M. PITHAYA JINAWAT, Directeur général du Département de la protection des droits et des libertés du Ministère de la justice de la Thaïlande, a souligné que le pays est une société multiculturelle et multiethnique depuis des siècles et a donc l'habitude de relever le défi consistant à maintenir une société fondée sur le respect et la tolérance. Toute personne qui s'est rendue dans le pays sait à quel point le peuple thaïlandais est composé de plusieurs ethnies vivant ensemble dans la paix et l'harmonie, a-t-il insisté. À Bangkok, mais aussi dans tout le pays, des églises, des temples et des mosquées cohabitent côte à côte. La Thaïlande, qui promeut une économie de marché, est ouverte vers l'extérieur et cela ne s'applique pas uniquement aux touristes et aux visiteurs temporaires mais aussi aux diverses races et aux divers groupes ethniques qui ont fait de la Thaïlande leur foyer, a déclaré M. Jinawat.

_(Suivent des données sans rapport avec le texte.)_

use crate::tracker::rect::Centroid;

/// Identity assigned to a tracked object. Never reused within one tracker.
pub type ObjectId = u64;

/// Single tracked object.
#[derive(Debug, Clone, PartialEq)]
#[cfg_attr(feature = "serde", derive(serde::Serialize, serde::Deserialize))]
pub struct TrackedObject<P> {
    /// Unique object identifier
    pub id: ObjectId,
    /// Center of the last matched bounding box
    pub centroid: Centroid,
    /// Last matched detection, replaced wholesale on every match
    pub payload: P,
    /// Consecutive updates without a match
    pub disappeared: u32,
}

impl<P> TrackedObject<P> {
    pub(crate) fn new(id: ObjectId, centroid: Centroid, payload: P) -> Self {
        Self {
            id,
            centroid,
            payload,
            disappeared: 0,
        }
    }

    pub(crate) fn mark_matched(&mut self, centroid: Centroid, payload: P) {
        self.centroid = centroid;
        self.payload = payload;
        self.disappeared = 0;
    }

    /// Bump the disappeared counter and report whether the object has now
    /// been missing for longer than `max_disappeared`.
    pub(crate) fn mark_missed(&mut self, max_disappeared: u32) -> bool {
        self.disappeared = self.disappeared.saturating_add(1);
        self.disappeared > max_disappeared
    }

    /// Whether the object was matched in the most recent update.
    pub fn is_visible(&self) -> bool {
        self.disappeared == 0
    }
}

#[cfg(test)]
mod tests {
    use super::*;

    #[test]
    fn test_mark_missed_saturates() {
        let mut object = TrackedObject::new(0, Centroid::new(0, 0), ());
        object.disappeared = u32::MAX;

        assert!(!object.mark_missed(u32::MAX));
        assert_eq!(object.disappeared, u32::MAX);
    }

    #[test]
    fn test_mark_matched_resets() {
        let mut object = TrackedObject::new(3, Centroid::new(0, 0), "old");
        assert!(object.mark_missed(0));
        object.mark_matched(Centroid::new(4, 5), "new");

        assert!(object.is_visible());
        assert_eq!(object.centroid, Centroid::new(4, 5));
        assert_eq!(object.payload, "new");
    }
}
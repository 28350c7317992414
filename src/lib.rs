//! Centroid-based multi-object tracking.
//!
//! [`CentroidTracker`] assigns stable integer identities to per-frame
//! detections by pairing each tracked object's last centroid with the
//! nearest new one. Objects that go unmatched for more than
//! `max_disappeared` consecutive frames are dropped.
//!
//! ```
//! use centroid_tracker::{CentroidTracker, Detection};
//!
//! let mut tracker = CentroidTracker::default();
//! tracker.update(vec![Detection::new(0.0, 0.0, 20.0, 20.0, 0.9)]);
//! let objects = tracker.update(vec![Detection::new(2.0, 2.0, 22.0, 22.0, 0.8)]);
//!
//! assert_eq!(objects.len(), 1);
//! assert_eq!(objects[&0].centroid.x, 12);
//! ```

pub mod error;
pub mod integration;
pub mod tracker;

pub use error::{Result, TrackerError};
pub use integration::{DetectionBuilder, DetectionSource, IntoDetections, TrackerPipeline};
pub use tracker::{
    BoundingBox, Centroid, CentroidTracker, Detection, MatchStrategy, ObjectId, Rect, Registry,
    TrackedObject, TrackerConfig,
};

Une économie forte, avec un PIB de 373,3 milliards de dollars pour 2012, a permis au pays de réaliser d'importants investissements dans des programmes sociaux qui bénéficient à l'ensemble de la population, a poursuivi le Directeur général. Le régime de santé mis en place a permis de donner accès aux soins de santé aux plus pauvres. D'une manière générale, la pauvreté a considérablement diminué pour se réduire à un taux à un chiffre.

En vertu de la Loi sur l'état civil adoptée en 2008, toutes les personnes nées en Thaïlande, qu'elles soient thaïlandaises ou non, ont le droit de faire enregistrer leur naissance et de recevoir un certificat de naissance, conformément à la Convention relative aux droits de l'enfant à laquelle le pays est partie, a d'autre part indiqué M. Jinawat. Quant à la Loi de 2008 sur la prévention et la suppression de la traite de personnes, elle prévoit des services en faveur des victimes, qu'elles soient thaïlandaises ou non et quel que soit leur situation et leur statut au regard de l'immigration. Par ailleurs, a fait valoir M. Jinawat, la Loi de 2012 sur la nationalité (amendement) prévoit la possibilité pour les Thaïlandais déplacés en provenance des pays voisins qui sont enregistrés de demander la nationalité thaïlandaise; une fois qu'il aura été vérifié qu'ils sont Thaïlandais, ils retrouveront leur nationalité thaïlandaise par la naissance, ce qui leur permettra de jouir des divers droits et libertés accordés aux Thaïlandais.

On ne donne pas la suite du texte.